Enchanted Nature’s blooming loveliness.
There lies she now, lifeless, cold, and pale,
Just like a monarch’s corse laid out in state,
The royal deathly cheeks fresh stained with rouge,
And in his hand the kingly sceptre laid,
Yet still his lips are yellow, and most changed,
For they forgot to dye them, as they should,
And mice are jumping o’er the monarch’s nose,
And mock the golden sceptre in his grasp.
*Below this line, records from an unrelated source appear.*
//! Session domain types and rules.

pub mod commands;
pub mod commit;
pub mod document;
pub mod encounter;
pub mod input;
pub mod interaction;
pub mod log;
pub mod resolution;
pub mod session;
pub mod state;
//! The saved-game document.
//!
//! A document is the pretty-printed JSON of the game state with a
//! `saved_at` timestamp alongside. The open interaction is never saved.

use chrono::{DateTime, Utc};
use qiyao_core::clock::Clock;
use qiyao_core::error::DomainError;
use serde::Serialize;
use serde_json::Value;

use super::state::GameState;

/// Fields a document must carry to be considered at all.
const REQUIRED_FIELDS: [&str; 2] = ["factions", "log"];

#[derive(Serialize)]
struct SaveDocument<'a> {
    saved_at: DateTime<Utc>,
    #[serde(flatten)]
    state: &'a GameState,
}

/// Serializes `state` into a saved document.
///
/// # Errors
///
/// Returns `DomainError::Infrastructure` if serialization fails.
pub fn save(state: &GameState, clock: &dyn Clock) -> Result<String, DomainError> {
    let document = SaveDocument {
        saved_at: clock.now(),
        state,
    };
    serde_json::to_string_pretty(&document)
        .map_err(|e| DomainError::Infrastructure(format!("save serialization failed: {e}")))
}

/// Parses a saved document back into a game state.
///
/// # Errors
///
/// Returns `DomainError::Format` if the text is not a JSON object, lacks
/// the faction table or the log, or describes an inconsistent state.
pub fn load(document: &str) -> Result<GameState, DomainError> {
    let value: Value = serde_json::from_str(document)
        .map_err(|e| DomainError::Format(format!("document is not valid JSON: {e}")))?;
    let Some(object) = value.as_object() else {
        return Err(DomainError::Format("document is not a JSON object".to_owned()));
    };
    for field in REQUIRED_FIELDS {
        if !object.contains_key(field) {
            return Err(DomainError::Format(format!("document has no `{field}` field")));
        }
    }

    let state: GameState = serde_json::from_value(value)
        .map_err(|e| DomainError::Format(format!("document is malformed: {e}")))?;
    state.validate().map_err(DomainError::Format)?;
    Ok(state)
}

/// File name offered when the arbiter downloads a save.
#[must_use]
pub fn suggested_file_name(state: &GameState) -> String {
    format!("qiyao_day_{}.json", state.day())
}
//! Routes for the game in progress.
//!
//! Every mutating route claims the game table without waiting, so a second
//! command arriving while a turn is still being narrated gets a 409.

use std::collections::BTreeMap;

use axum::extract::State;
use axum::routing::{get, post};
use axum::{Json, Router};
use qiyao_core::command::Command;
use qiyao_faction::domain::identity::FactionId;
use qiyao_faction::domain::stats::{DEFAULT_STARTING_STATS, StatName, Stats};
use qiyao_session::application::command_handlers::{self, TurnOutcome};
use qiyao_session::application::query_handlers::{self, GameView};
use qiyao_session::domain::commands;
use qiyao_session::domain::document;
use qiyao_session::domain::input::{ArbiterNumber, ArbiterStats};
use qiyao_session::domain::resolution::{PvpMode, RewardDirection};
use qiyao_track::domain::path::Point;
use serde::{Deserialize, Serialize};
use tracing::{info, instrument};
use uuid::Uuid;

use crate::error::ApiError;
use crate::state::{AppState, GameTable};

/// Request body for POST /initialize.
#[derive(Debug, Default, Deserialize)]
pub struct InitializeRequest {
    /// Turn order; canonical order when omitted.
    #[serde(default)]
    pub turn_order: Option<Vec<FactionId>>,
    /// Starting stats for some or all factions; stats left out of an entry
    /// keep their defaults.
    #[serde(default)]
    pub starting_stats: BTreeMap<FactionId, ArbiterStats>,
    /// Path drawn over the map.
    #[serde(default)]
    pub path: Option<Vec<Point>>,
}

/// Request body for POST /advance-turn.
#[derive(Debug, Deserialize)]
pub struct AdvanceTurnRequest {
    /// Distance rolled for the active faction.
    #[serde(default)]
    pub distance: ArbiterNumber,
}

/// Request body for POST /resolve-pvp.
#[derive(Debug, Deserialize)]
pub struct ResolvePvpRequest {
    pub winner: FactionId,
    pub mode: PvpMode,
    #[serde(default)]
    pub distance: ArbiterNumber,
}

/// Request body for POST /resolve-opportunity.
#[derive(Debug, Deserialize)]
pub struct ResolveOpportunityRequest {
    pub success: bool,
    #[serde(default)]
    pub direction: RewardDirection,
    #[serde(default)]
    pub distance: ArbiterNumber,
    /// Stats left out count as no change.
    #[serde(default)]
    pub stat_deltas: ArbiterStats,
    #[serde(default)]
    pub skip_next_turn: bool,
    #[serde(default)]
    pub extra_action: bool,
}

/// Request body for POST /edit-stat.
#[derive(Debug, Deserialize)]
pub struct EditStatRequest {
    pub faction: FactionId,
    pub stat: StatName,
    pub value: ArbiterNumber,
}

/// Request body for POST /document.
#[derive(Debug, Deserialize)]
pub struct LoadDocumentRequest {
    /// The saved-game document, exactly as GET /document returned it.
    pub document: String,
}

/// Response body for POST /advance-turn.
#[derive(Debug, Serialize)]
pub struct AdvanceTurnResponse {
    /// What the turn led to.
    pub turn: TurnOutcome,
    /// The game after the turn.
    pub game: GameView,
}

/// Response body for GET /document.
#[derive(Debug, Serialize)]
pub struct DocumentResponse {
    /// Suggested file name for a download.
    pub file_name: String,
    /// The saved-game document.
    pub document: String,
}

/// GET /
async fn get_game(State(state): State<AppState>) -> Result<Json<GameView>, ApiError> {
    let table = state.table.lock().await;
    let view = query_handlers::get_game_view(&table.session)?;
    Ok(Json(view))
}

/// POST /initialize
#[instrument(skip(state, request))]
async fn initialize(
    State(state): State<AppState>,
    Json(request): Json<InitializeRequest>,
) -> Result<Json<GameView>, ApiError> {
    let command = commands::InitializeGame {
        correlation_id: Uuid::new_v4(),
        turn_order: request.turn_order,
        starting_stats: request
            .starting_stats
            .iter()
            .map(|(id, entered)| (*id, entered.over(DEFAULT_STARTING_STATS)))
            .collect(),
        path: request.path,
    };

    info!(
        correlation_id = %command.correlation_id,
        command_type = command.command_type(),
        "handling initialize_game command"
    );

    let mut table = state.claim_table()?;
    let GameTable { session, rng } = &mut *table;
    command_handlers::handle_initialize(&command, session, &mut **rng)?;

    Ok(Json(query_handlers::get_game_view(session)?))
}

/// POST /advance-turn
#[instrument(skip(state, request), fields(distance = ?request.distance))]
async fn advance_turn(
    State(state): State<AppState>,
    Json(request): Json<AdvanceTurnRequest>,
) -> Result<Json<AdvanceTurnResponse>, ApiError> {
    let command = commands::AdvanceTurn {
        correlation_id: Uuid::new_v4(),
        distance: request.distance,
    };

    info!(
        correlation_id = %command.correlation_id,
        command_type = command.command_type(),
        "handling advance_turn command"
    );

    let mut table = state.claim_table()?;
    let GameTable { session, rng } = &mut *table;
    let turn = command_handlers::handle_advance_turn(
        &command,
        session,
        state.narrator.as_ref(),
        &mut **rng,
    )
    .await?;

    let game = query_handlers::get_game_view(session)?;
    Ok(Json(AdvanceTurnResponse { turn, game }))
}

/// POST /resolve-pvp
#[instrument(skip(state, request), fields(winner = %request.winner, mode = ?request.mode))]
async fn resolve_pvp(
    State(state): State<AppState>,
    Json(request): Json<ResolvePvpRequest>,
) -> Result<Json<GameView>, ApiError> {
    let command = commands::ResolvePvp {
        correlation_id: Uuid::new_v4(),
        winner: request.winner,
        mode: request.mode,
        distance: request.distance,
    };

    info!(
        correlation_id = %command.correlation_id,
        command_type = command.command_type(),
        "handling resolve_pvp command"
    );

    let mut table = state.claim_table()?;
    let GameTable { session, rng } = &mut *table;
    command_handlers::handle_resolve_pvp(&command, session, &mut **rng)?;

    Ok(Json(query_handlers::get_game_view(session)?))
}

/// POST /resolve-opportunity
#[instrument(skip(state, request), fields(success = request.success))]
async fn resolve_opportunity(
    State(state): State<AppState>,
    Json(request): Json<ResolveOpportunityRequest>,
) -> Result<Json<GameView>, ApiError> {
    let command = commands::ResolveOpportunity {
        correlation_id: Uuid::new_v4(),
        success: request.success,
        direction: request.direction,
        distance: request.distance,
        stat_deltas: request.stat_deltas.over(Stats::default()),
        skip_next_turn: request.skip_next_turn,
        extra_action: request.extra_action,
    };

    info!(
        correlation_id = %command.correlation_id,
        command_type = command.command_type(),
        "handling resolve_opportunity command"
    );

    let mut table = state.claim_table()?;
    let GameTable { session, rng } = &mut *table;
    command_handlers::handle_resolve_opportunity(&command, session, &mut **rng)?;

    Ok(Json(query_handlers::get_game_view(session)?))
}

/// POST /edit-stat
#[instrument(skip(state, request), fields(faction = %request.faction, stat = ?request.stat))]
async fn edit_stat(
    State(state): State<AppState>,
    Json(request): Json<EditStatRequest>,
) -> Result<Json<GameView>, ApiError> {
    let command = commands::EditStat {
        correlation_id: Uuid::new_v4(),
        faction: request.faction,
        stat: request.stat,
        value: request.value,
    };

    info!(
        correlation_id = %command.correlation_id,
        command_type = command.command_type(),
        "handling edit_stat command"
    );

    let mut table = state.claim_table()?;
    command_handlers::handle_edit_stat(&command, &mut table.session)?;

    Ok(Json(query_handlers::get_game_view(&table.session)?))
}

/// GET /document
#[instrument(skip(state))]
async fn save_document(State(state): State<AppState>) -> Result<Json<DocumentResponse>, ApiError> {
    let command = commands::SaveGame {
        correlation_id: Uuid::new_v4(),
    };

    info!(
        correlation_id = %command.correlation_id,
        command_type = command.command_type(),
        "handling save_game command"
    );

    let table = state.table.lock().await;
    let saved =
        command_handlers::handle_save_game(&command, &table.session, state.clock.as_ref())?;
    let file_name = table
        .session
        .state()
        .map(document::suggested_file_name)
        .unwrap_or_default();

    Ok(Json(DocumentResponse {
        file_name,
        document: saved,
    }))
}

/// POST /document
#[instrument(skip(state, request))]
async fn load_document(
    State(state): State<AppState>,
    Json(request): Json<LoadDocumentRequest>,
) -> Result<Json<GameView>, ApiError> {
    let command = commands::LoadGame {
        correlation_id: Uuid::new_v4(),
        document: request.document,
    };

    info!(
        correlation_id = %command.correlation_id,
        command_type = command.command_type(),
        "handling load_game command"
    );

    let mut table = state.claim_table()?;
    command_handlers::handle_load_game(&command, &mut table.session)?;

    Ok(Json(query_handlers::get_game_view(&table.session)?))
}

/// Returns the router for the game in progress.
pub fn router() -> Router<AppState> {
    Router::new()
        .route("/", get(get_game))
        .route("/initialize", post(initialize))
        .route("/advance-turn", post(advance_turn))
        .route("/resolve-pvp", post(resolve_pvp))
        .route("/resolve-opportunity", post(resolve_opportunity))
        .route("/edit-stat", post(edit_stat))
        .route("/document", get(save_document).post(load_document))
}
It is everywhere agreed, Madam, that one should deliver a soliloquy before shooting himself. Most men on such occasions use Hamlet’s “To be, or not to be.” It is an excellent passage, and I would gladly have quoted it—but charity begins at home, and when a man has written tragedies himself, in which such farewell-to-life speeches occur as, for instance, in my immortal Almansor, it is very natural that one should prefer his own words even to Shakespeare’s. At any rate, the delivery of such speeches is a very useful custom; one gains at least a little time. And so it came to pass that I remained a rather long time standing at the corner Strada San Giovanni—and as I stood there like a condemned criminal awaiting death, I raised my eyes and suddenly beheld her. She wore her blue silk dress and rose-red hat, and her eyes looked at me so mildly, so death-conqueringly, so life-givingly—Madam, you well know, out of Roman history, that when the vestals in ancient Rome met on their way a malefactor led to death they had the right to pardon him, and the poor rogue lived. With a single glance she saved me from death, and I stood before her revived, and dazzled by the sunbeams of her beauty, and she passed on—and left me alive.